_Exercise details_. Scan the material below for "chrono", then return each line that contains it.

_Extracted material_.
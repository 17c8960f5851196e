use chrono::{DateTime, Utc};
use serde::{Deserialize, Serialize};
use serde_json::Value;
use uuid::Uuid;

use ces_types::{EntityId, EntityRecord, KeyedEntity, TypeError};

use crate::blocks::Block;
use crate::nav::{Footer, Navbar};
use crate::seo::Seo;

/// Content-model discriminators used in export files.
pub mod model {
    pub const ARTICLE: &str = "api::article.article";
    pub const CATEGORY: &str = "api::category.category";
    pub const PAGE: &str = "api::page.page";
    pub const BLOG_PAGE: &str = "api::blog-page.blog-page";
    pub const FAQ: &str = "api::faq.faq";
    pub const GLOBAL: &str = "api::global.global";
}

/// Generate a fresh document identifier (random UUID).
pub fn generate_document_id() -> String {
    Uuid::new_v4().to_string()
}

/// RFC 3339 timestamps with millisecond precision and `Z` suffix, the
/// format the export files carry (`2024-08-07T17:08:24.165Z`).
mod timestamp {
    use chrono::{DateTime, SecondsFormat, Utc};
    use serde::{Deserialize, Deserializer, Serializer};

    pub fn serialize<S: Serializer>(dt: &DateTime<Utc>, s: S) -> Result<S::Ok, S::Error> {
        s.serialize_str(&dt.to_rfc3339_opts(SecondsFormat::Millis, true))
    }

    pub fn deserialize<'de, D: Deserializer<'de>>(d: D) -> Result<DateTime<Utc>, D::Error> {
        let raw = String::deserialize(d)?;
        DateTime::parse_from_rfc3339(&raw)
            .map(|dt| dt.with_timezone(&Utc))
            .map_err(serde::de::Error::custom)
    }
}

/// Serialize a record body into a keyed entity with the given discriminator.
fn keyed_entity<T: Serialize>(
    kind: &str,
    id: impl Into<EntityId>,
    record: &T,
) -> Result<EntityRecord, TypeError> {
    let value = serde_json::to_value(record).map_err(|e| TypeError::Serialization(e.to_string()))?;
    match value {
        Value::Object(data) => Ok(EntityRecord::Keyed(KeyedEntity::new(kind, id, data))),
        _ => Err(TypeError::Serialization(
            "record body did not serialize to an object".to_owned(),
        )),
    }
}

// ---------------------------------------------------------------------------
// Article
// ---------------------------------------------------------------------------

/// A long-form article record.
#[derive(Clone, Debug, PartialEq, Serialize, Deserialize)]
#[serde(rename_all = "camelCase")]
pub struct Article {
    pub document_id: String,
    pub title: String,
    pub description: String,
    pub slug: String,
    pub content: Vec<Block>,
    #[serde(with = "timestamp")]
    pub created_at: DateTime<Utc>,
    #[serde(with = "timestamp")]
    pub updated_at: DateTime<Utc>,
    #[serde(with = "timestamp")]
    pub published_at: DateTime<Utc>,
    pub locale: Option<String>,
    pub seo: Option<Seo>,
    /// Freeform dynamic-zone components, passed through untyped.
    #[serde(rename = "dynamic_zone", skip_serializing_if = "Option::is_none")]
    pub dynamic_zone: Option<Value>,
}

impl Article {
    pub fn new(
        document_id: impl Into<String>,
        title: impl Into<String>,
        description: impl Into<String>,
        slug: impl Into<String>,
        content: Vec<Block>,
        stamp: DateTime<Utc>,
    ) -> Self {
        Self {
            document_id: document_id.into(),
            title: title.into(),
            description: description.into(),
            slug: slug.into(),
            content,
            created_at: stamp,
            updated_at: stamp,
            published_at: stamp,
            locale: Some("en".to_owned()),
            seo: None,
            dynamic_zone: None,
        }
    }

    pub fn with_seo(mut self, seo: Seo) -> Self {
        self.seo = Some(seo);
        self
    }

    pub fn into_entity(self, id: impl Into<EntityId>) -> Result<EntityRecord, TypeError> {
        keyed_entity(model::ARTICLE, id, &self)
    }
}

// ---------------------------------------------------------------------------
// Category
// ---------------------------------------------------------------------------

/// A content category record. Categories are not localized in the export
/// format, so `locale` stays `null`.
#[derive(Clone, Debug, PartialEq, Serialize, Deserialize)]
#[serde(rename_all = "camelCase")]
pub struct Category {
    pub document_id: String,
    pub name: String,
    #[serde(with = "timestamp")]
    pub created_at: DateTime<Utc>,
    #[serde(with = "timestamp")]
    pub updated_at: DateTime<Utc>,
    #[serde(with = "timestamp")]
    pub published_at: DateTime<Utc>,
    pub locale: Option<String>,
}

impl Category {
    pub fn new(
        document_id: impl Into<String>,
        name: impl Into<String>,
        stamp: DateTime<Utc>,
    ) -> Self {
        Self {
            document_id: document_id.into(),
            name: name.into(),
            created_at: stamp,
            updated_at: stamp,
            published_at: stamp,
            locale: None,
        }
    }

    pub fn into_entity(self, id: impl Into<EntityId>) -> Result<EntityRecord, TypeError> {
        keyed_entity(model::CATEGORY, id, &self)
    }
}

// ---------------------------------------------------------------------------
// Page
// ---------------------------------------------------------------------------

/// A slug-addressed site page record.
#[derive(Clone, Debug, PartialEq, Serialize, Deserialize)]
#[serde(rename_all = "camelCase")]
pub struct Page {
    pub document_id: String,
    pub title: String,
    pub description: String,
    pub slug: String,
    pub content: Vec<Block>,
    #[serde(with = "timestamp")]
    pub created_at: DateTime<Utc>,
    #[serde(with = "timestamp")]
    pub updated_at: DateTime<Utc>,
    #[serde(with = "timestamp")]
    pub published_at: DateTime<Utc>,
    pub locale: Option<String>,
    pub seo: Option<Seo>,
}

impl Page {
    pub fn new(
        document_id: impl Into<String>,
        title: impl Into<String>,
        description: impl Into<String>,
        slug: impl Into<String>,
        content: Vec<Block>,
        stamp: DateTime<Utc>,
    ) -> Self {
        Self {
            document_id: document_id.into(),
            title: title.into(),
            description: description.into(),
            slug: slug.into(),
            content,
            created_at: stamp,
            updated_at: stamp,
            published_at: stamp,
            locale: Some("en".to_owned()),
            seo: None,
        }
    }

    pub fn with_seo(mut self, seo: Seo) -> Self {
        self.seo = Some(seo);
        self
    }

    pub fn into_entity(self, id: impl Into<EntityId>) -> Result<EntityRecord, TypeError> {
        keyed_entity(model::PAGE, id, &self)
    }
}

// ---------------------------------------------------------------------------
// Blog page
// ---------------------------------------------------------------------------

/// The blog landing-page record. `sub_heading` keeps its snake_case wire
/// name; the export format mixes conventions within one record.
#[derive(Clone, Debug, PartialEq, Serialize, Deserialize)]
#[serde(rename_all = "camelCase")]
pub struct BlogPage {
    pub document_id: String,
    pub heading: String,
    #[serde(rename = "sub_heading")]
    pub sub_heading: Option<String>,
    #[serde(with = "timestamp")]
    pub created_at: DateTime<Utc>,
    #[serde(with = "timestamp")]
    pub updated_at: DateTime<Utc>,
    #[serde(with = "timestamp")]
    pub published_at: DateTime<Utc>,
    pub locale: Option<String>,
    pub seo: Option<Seo>,
}

impl BlogPage {
    pub fn new(
        document_id: impl Into<String>,
        heading: impl Into<String>,
        sub_heading: impl Into<String>,
        stamp: DateTime<Utc>,
    ) -> Self {
        Self {
            document_id: document_id.into(),
            heading: heading.into(),
            sub_heading: Some(sub_heading.into()),
            created_at: stamp,
            updated_at: stamp,
            published_at: stamp,
            locale: Some("en".to_owned()),
            seo: None,
        }
    }

    pub fn with_seo(mut self, seo: Seo) -> Self {
        self.seo = Some(seo);
        self
    }

    pub fn into_entity(self, id: impl Into<EntityId>) -> Result<EntityRecord, TypeError> {
        keyed_entity(model::BLOG_PAGE, id, &self)
    }
}

// ---------------------------------------------------------------------------
// FAQ
// ---------------------------------------------------------------------------

/// A question/answer record.
#[derive(Clone, Debug, PartialEq, Serialize, Deserialize)]
#[serde(rename_all = "camelCase")]
pub struct Faq {
    pub document_id: String,
    pub question: String,
    pub answer: String,
    #[serde(with = "timestamp")]
    pub created_at: DateTime<Utc>,
    #[serde(with = "timestamp")]
    pub updated_at: DateTime<Utc>,
    #[serde(with = "timestamp")]
    pub published_at: DateTime<Utc>,
    pub locale: Option<String>,
}

impl Faq {
    pub fn new(
        document_id: impl Into<String>,
        question: impl Into<String>,
        answer: impl Into<String>,
        stamp: DateTime<Utc>,
    ) -> Self {
        Self {
            document_id: document_id.into(),
            question: question.into(),
            answer: answer.into(),
            created_at: stamp,
            updated_at: stamp,
            published_at: stamp,
            locale: Some("en".to_owned()),
        }
    }

    pub fn into_entity(self, id: impl Into<EntityId>) -> Result<EntityRecord, TypeError> {
        keyed_entity(model::FAQ, id, &self)
    }
}

// ---------------------------------------------------------------------------
// Global settings
// ---------------------------------------------------------------------------

/// Site-wide settings: default SEO, navbar, and footer.
#[derive(Clone, Debug, PartialEq, Serialize, Deserialize)]
#[serde(rename_all = "camelCase")]
pub struct Global {
    pub document_id: String,
    pub seo: Seo,
    pub navbar: Navbar,
    pub footer: Footer,
    #[serde(with = "timestamp")]
    pub created_at: DateTime<Utc>,
    #[serde(with = "timestamp")]
    pub updated_at: DateTime<Utc>,
    #[serde(with = "timestamp")]
    pub published_at: DateTime<Utc>,
    pub locale: Option<String>,
}

impl Global {
    pub fn new(
        document_id: impl Into<String>,
        seo: Seo,
        navbar: Navbar,
        footer: Footer,
        stamp: DateTime<Utc>,
    ) -> Self {
        Self {
            document_id: document_id.into(),
            seo,
            navbar,
            footer,
            created_at: stamp,
            updated_at: stamp,
            published_at: stamp,
            locale: Some("en".to_owned()),
        }
    }

    pub fn into_entity(self, id: impl Into<EntityId>) -> Result<EntityRecord, TypeError> {
        keyed_entity(model::GLOBAL, id, &self)
    }
}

_Final answer_.
use chrono::{DateTime, Utc};
    use chrono::{DateTime, SecondsFormat, Utc};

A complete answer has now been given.